*DIRECTIONS:* The answer must consist of each line of the records below that contains the string "derive".

*PROVIDED INFORMATION:*
_ _ _ _ _

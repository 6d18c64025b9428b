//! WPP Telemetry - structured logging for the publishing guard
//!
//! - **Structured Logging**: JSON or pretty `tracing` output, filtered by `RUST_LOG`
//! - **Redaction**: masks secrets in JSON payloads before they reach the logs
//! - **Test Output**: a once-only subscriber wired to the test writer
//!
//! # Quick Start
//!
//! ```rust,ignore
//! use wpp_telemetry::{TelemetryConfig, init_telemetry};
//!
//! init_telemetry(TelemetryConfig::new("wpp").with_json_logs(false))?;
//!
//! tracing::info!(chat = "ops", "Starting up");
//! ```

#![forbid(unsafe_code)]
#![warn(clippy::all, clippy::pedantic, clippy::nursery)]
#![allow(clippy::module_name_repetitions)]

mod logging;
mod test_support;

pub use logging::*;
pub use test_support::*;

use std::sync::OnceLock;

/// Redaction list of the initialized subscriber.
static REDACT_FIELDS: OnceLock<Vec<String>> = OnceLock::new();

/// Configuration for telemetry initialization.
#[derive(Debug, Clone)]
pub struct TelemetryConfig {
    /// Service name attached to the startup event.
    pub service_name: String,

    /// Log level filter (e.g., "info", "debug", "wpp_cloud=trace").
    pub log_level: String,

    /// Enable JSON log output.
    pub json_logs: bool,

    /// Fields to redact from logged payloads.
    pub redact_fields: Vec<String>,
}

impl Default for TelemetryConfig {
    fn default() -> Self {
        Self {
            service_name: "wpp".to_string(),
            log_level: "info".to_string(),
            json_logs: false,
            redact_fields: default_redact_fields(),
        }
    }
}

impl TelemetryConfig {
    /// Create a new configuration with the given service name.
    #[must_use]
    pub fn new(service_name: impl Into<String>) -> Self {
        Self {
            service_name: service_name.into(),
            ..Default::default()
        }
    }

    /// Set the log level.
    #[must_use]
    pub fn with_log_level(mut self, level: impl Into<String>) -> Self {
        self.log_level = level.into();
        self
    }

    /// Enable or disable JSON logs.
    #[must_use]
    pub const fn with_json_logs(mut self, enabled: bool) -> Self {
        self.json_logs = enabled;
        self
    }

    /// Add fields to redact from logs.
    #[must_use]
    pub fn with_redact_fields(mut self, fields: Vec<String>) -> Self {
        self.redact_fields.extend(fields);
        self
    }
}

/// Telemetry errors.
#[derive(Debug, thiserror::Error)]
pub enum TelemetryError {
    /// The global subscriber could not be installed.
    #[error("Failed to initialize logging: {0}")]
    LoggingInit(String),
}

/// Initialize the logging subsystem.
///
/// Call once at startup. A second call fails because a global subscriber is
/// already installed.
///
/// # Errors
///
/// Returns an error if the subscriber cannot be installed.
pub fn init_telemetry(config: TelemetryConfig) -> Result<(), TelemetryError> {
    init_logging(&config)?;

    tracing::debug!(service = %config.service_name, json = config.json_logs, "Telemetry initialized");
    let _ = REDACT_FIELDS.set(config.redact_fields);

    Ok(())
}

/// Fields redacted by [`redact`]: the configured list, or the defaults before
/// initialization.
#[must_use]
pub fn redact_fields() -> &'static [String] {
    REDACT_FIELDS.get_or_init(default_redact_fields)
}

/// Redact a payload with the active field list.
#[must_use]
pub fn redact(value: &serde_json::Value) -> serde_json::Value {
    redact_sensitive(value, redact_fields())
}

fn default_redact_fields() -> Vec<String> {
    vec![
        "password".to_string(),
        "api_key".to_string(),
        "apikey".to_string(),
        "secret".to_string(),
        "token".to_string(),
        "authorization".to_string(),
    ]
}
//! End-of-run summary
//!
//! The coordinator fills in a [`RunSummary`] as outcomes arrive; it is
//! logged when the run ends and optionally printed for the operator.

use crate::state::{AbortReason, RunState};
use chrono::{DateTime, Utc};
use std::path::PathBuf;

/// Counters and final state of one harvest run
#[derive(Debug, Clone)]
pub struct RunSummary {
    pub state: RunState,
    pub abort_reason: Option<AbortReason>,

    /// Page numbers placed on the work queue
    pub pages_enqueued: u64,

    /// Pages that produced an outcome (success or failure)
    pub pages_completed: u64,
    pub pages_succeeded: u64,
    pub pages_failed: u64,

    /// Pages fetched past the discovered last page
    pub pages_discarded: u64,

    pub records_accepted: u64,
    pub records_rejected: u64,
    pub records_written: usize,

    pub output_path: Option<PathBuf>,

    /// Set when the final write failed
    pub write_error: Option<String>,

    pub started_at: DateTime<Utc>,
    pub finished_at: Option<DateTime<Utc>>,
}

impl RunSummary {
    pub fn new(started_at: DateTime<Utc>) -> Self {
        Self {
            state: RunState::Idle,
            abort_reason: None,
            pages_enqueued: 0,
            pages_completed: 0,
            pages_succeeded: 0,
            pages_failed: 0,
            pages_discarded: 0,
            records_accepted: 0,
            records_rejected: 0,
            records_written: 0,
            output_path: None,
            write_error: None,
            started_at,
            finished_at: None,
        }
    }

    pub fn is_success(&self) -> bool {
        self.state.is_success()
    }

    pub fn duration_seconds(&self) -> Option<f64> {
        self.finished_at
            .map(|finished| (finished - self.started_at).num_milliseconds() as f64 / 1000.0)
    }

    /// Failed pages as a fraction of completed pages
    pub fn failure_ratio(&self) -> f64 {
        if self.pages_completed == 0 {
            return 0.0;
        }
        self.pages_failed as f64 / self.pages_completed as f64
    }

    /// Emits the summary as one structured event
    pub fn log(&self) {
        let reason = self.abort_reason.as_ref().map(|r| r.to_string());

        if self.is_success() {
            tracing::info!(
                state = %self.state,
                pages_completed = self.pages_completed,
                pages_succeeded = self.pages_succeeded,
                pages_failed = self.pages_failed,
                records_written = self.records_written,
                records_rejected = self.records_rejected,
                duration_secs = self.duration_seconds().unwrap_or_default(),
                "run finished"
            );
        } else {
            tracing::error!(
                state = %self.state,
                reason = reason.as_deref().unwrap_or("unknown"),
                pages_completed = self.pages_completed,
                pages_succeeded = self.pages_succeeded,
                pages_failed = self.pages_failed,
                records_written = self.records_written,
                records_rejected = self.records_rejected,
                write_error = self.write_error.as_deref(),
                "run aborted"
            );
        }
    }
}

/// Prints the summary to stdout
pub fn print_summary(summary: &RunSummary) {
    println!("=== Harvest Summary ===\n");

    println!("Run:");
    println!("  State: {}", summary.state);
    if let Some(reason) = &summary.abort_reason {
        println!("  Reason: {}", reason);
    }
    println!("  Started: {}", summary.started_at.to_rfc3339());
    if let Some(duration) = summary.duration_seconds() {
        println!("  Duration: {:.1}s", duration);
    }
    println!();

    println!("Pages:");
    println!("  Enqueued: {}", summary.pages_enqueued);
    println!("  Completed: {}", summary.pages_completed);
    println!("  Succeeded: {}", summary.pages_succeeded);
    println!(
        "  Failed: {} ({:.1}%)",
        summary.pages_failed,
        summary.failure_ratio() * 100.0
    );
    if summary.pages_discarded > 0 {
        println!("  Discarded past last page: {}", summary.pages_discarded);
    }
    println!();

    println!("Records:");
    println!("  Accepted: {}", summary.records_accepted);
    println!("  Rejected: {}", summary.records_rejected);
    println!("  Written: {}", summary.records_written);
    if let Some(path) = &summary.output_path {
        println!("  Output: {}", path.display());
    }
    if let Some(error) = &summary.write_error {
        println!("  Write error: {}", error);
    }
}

_ _ _ _ _

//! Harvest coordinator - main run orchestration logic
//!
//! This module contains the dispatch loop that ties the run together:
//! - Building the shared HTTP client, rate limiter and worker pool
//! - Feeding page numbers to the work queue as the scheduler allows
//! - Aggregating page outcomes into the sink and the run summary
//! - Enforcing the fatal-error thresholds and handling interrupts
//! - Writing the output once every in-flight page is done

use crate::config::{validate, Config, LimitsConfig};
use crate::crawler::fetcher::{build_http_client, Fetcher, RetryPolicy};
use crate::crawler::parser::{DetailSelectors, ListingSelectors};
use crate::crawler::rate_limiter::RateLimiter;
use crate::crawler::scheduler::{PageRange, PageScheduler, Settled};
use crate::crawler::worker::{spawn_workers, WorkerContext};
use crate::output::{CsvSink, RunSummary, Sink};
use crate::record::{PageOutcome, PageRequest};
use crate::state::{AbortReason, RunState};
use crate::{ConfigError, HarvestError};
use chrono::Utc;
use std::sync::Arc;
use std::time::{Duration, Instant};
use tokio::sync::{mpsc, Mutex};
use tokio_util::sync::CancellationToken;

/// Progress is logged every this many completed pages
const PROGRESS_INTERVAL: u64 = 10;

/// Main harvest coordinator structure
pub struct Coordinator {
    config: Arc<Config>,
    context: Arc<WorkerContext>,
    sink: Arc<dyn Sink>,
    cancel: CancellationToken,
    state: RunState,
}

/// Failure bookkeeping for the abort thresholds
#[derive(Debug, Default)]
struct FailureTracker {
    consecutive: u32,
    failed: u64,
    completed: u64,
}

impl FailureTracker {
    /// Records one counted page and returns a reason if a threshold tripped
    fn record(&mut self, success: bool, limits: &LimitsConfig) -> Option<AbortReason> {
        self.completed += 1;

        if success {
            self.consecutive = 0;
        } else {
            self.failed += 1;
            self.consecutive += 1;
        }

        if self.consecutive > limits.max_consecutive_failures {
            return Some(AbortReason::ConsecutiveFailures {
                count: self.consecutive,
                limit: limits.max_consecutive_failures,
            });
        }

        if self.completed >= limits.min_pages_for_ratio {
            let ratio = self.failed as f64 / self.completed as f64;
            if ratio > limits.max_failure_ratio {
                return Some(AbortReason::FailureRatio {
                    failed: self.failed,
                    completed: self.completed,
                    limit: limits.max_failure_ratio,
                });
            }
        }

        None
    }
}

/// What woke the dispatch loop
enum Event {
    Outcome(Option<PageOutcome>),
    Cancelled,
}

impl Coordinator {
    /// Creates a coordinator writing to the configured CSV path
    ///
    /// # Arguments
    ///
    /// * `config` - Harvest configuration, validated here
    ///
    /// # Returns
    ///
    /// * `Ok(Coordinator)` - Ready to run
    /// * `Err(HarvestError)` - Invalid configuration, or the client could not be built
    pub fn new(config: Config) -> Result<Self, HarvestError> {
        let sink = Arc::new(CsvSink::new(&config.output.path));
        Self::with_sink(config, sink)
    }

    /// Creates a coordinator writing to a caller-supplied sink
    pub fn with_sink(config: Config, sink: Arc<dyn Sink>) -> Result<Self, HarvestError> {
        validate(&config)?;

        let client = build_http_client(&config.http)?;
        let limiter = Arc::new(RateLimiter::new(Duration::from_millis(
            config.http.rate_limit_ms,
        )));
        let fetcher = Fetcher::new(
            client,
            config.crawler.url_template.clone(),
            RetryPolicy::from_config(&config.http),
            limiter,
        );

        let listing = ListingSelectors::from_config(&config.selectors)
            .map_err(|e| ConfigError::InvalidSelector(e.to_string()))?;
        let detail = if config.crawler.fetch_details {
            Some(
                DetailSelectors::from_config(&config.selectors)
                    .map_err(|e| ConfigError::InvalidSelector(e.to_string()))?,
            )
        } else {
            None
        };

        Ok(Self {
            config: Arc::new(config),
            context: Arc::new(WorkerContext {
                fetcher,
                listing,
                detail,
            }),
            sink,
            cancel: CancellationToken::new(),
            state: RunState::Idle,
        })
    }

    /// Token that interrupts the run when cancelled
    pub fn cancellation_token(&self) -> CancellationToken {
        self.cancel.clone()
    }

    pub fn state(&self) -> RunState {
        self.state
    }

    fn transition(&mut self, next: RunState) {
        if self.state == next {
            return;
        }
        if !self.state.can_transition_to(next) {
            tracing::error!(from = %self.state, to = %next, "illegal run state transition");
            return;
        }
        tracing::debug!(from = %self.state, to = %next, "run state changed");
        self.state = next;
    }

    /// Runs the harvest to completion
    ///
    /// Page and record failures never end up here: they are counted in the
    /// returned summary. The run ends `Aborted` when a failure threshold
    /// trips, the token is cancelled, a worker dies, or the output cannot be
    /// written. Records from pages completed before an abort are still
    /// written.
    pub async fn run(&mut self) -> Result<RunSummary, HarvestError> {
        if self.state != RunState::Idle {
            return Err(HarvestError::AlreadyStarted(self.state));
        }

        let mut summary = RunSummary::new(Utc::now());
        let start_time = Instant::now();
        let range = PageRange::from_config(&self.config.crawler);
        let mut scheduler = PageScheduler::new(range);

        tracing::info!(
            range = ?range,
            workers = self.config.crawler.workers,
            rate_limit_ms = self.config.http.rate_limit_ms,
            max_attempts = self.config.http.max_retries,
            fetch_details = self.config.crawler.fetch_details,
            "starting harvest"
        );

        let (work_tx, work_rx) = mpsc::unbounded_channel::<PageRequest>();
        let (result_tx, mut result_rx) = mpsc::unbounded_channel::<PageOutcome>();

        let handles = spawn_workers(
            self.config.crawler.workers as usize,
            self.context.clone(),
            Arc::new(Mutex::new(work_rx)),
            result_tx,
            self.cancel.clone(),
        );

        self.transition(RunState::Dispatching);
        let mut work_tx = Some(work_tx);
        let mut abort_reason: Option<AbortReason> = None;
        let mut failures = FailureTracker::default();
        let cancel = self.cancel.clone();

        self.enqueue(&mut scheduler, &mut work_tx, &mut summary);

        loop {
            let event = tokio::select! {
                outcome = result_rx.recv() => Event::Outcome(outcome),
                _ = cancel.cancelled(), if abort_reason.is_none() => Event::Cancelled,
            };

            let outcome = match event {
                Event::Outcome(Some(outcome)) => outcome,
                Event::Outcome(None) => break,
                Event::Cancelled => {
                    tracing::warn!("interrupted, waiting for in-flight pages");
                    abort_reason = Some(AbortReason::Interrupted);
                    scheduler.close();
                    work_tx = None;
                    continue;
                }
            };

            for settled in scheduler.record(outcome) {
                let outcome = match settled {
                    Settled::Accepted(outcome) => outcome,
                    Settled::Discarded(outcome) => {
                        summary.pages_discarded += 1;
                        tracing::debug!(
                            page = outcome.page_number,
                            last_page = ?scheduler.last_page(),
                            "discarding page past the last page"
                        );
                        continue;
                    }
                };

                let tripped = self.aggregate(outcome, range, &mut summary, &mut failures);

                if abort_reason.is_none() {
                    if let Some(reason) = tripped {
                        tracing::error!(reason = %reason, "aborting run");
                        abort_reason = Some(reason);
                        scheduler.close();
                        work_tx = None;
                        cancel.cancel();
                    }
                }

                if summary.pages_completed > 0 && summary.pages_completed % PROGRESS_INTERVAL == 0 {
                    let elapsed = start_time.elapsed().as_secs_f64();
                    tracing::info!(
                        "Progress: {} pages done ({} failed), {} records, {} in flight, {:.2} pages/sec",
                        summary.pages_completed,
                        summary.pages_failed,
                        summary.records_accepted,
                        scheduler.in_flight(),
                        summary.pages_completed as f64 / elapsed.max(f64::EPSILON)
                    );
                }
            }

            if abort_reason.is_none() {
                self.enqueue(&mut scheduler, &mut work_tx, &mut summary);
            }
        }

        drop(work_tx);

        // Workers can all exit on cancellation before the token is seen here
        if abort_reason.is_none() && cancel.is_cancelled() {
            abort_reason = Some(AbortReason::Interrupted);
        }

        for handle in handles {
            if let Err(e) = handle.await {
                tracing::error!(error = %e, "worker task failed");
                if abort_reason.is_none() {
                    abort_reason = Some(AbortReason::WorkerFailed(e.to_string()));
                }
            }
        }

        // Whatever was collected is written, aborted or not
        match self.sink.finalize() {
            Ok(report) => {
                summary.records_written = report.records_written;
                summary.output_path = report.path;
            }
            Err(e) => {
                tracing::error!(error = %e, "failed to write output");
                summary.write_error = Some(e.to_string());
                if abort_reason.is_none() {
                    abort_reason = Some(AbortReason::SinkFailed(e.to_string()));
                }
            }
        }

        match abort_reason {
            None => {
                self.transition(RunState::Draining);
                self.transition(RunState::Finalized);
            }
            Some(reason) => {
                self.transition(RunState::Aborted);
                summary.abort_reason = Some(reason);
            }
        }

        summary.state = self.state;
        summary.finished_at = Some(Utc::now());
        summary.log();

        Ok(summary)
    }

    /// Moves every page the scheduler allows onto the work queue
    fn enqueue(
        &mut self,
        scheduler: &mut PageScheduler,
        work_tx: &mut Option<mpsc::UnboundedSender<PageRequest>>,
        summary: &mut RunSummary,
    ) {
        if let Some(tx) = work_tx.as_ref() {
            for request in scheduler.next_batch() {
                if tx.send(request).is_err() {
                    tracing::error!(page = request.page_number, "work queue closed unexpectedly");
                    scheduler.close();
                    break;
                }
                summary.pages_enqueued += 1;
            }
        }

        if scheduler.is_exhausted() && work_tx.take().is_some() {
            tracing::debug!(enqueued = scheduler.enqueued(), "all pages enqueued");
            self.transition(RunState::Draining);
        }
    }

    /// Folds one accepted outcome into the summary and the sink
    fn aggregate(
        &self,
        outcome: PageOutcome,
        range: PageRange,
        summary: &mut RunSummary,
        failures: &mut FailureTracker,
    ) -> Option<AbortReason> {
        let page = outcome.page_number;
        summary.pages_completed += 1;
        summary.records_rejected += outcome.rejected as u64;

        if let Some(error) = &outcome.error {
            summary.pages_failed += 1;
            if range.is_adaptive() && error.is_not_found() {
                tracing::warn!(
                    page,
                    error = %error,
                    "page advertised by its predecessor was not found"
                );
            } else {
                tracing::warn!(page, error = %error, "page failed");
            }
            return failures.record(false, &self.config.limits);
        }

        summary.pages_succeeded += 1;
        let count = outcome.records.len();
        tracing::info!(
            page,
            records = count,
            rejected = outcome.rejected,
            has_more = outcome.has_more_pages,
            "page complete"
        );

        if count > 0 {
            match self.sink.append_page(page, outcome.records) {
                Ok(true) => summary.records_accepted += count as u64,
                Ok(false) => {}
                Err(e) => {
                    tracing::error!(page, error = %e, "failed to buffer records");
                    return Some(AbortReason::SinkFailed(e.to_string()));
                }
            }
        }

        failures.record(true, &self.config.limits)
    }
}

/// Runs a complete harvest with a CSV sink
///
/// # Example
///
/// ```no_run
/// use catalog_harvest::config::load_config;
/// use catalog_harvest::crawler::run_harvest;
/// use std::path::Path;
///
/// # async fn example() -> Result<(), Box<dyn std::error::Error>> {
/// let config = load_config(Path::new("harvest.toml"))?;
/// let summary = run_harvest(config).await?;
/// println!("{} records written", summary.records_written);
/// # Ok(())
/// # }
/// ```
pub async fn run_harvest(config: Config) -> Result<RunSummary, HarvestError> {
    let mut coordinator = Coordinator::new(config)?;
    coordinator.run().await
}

_ _ _ _ _

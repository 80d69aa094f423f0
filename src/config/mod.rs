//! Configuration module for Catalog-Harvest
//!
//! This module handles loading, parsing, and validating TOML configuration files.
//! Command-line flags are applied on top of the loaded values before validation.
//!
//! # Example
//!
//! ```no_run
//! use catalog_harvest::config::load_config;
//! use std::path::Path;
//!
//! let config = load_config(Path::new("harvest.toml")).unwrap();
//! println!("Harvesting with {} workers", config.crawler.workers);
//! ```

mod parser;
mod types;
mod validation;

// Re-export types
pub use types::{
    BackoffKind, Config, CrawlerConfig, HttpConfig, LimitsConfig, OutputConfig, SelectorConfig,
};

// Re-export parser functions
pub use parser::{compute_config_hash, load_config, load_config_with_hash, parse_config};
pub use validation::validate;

_ _ _ _ _

*SOLUTION:*
#[derive(Debug, Clone)]
#[derive(Debug, thiserror::Error)]
#[derive(Debug, Clone)]
#[derive(Debug, Default)]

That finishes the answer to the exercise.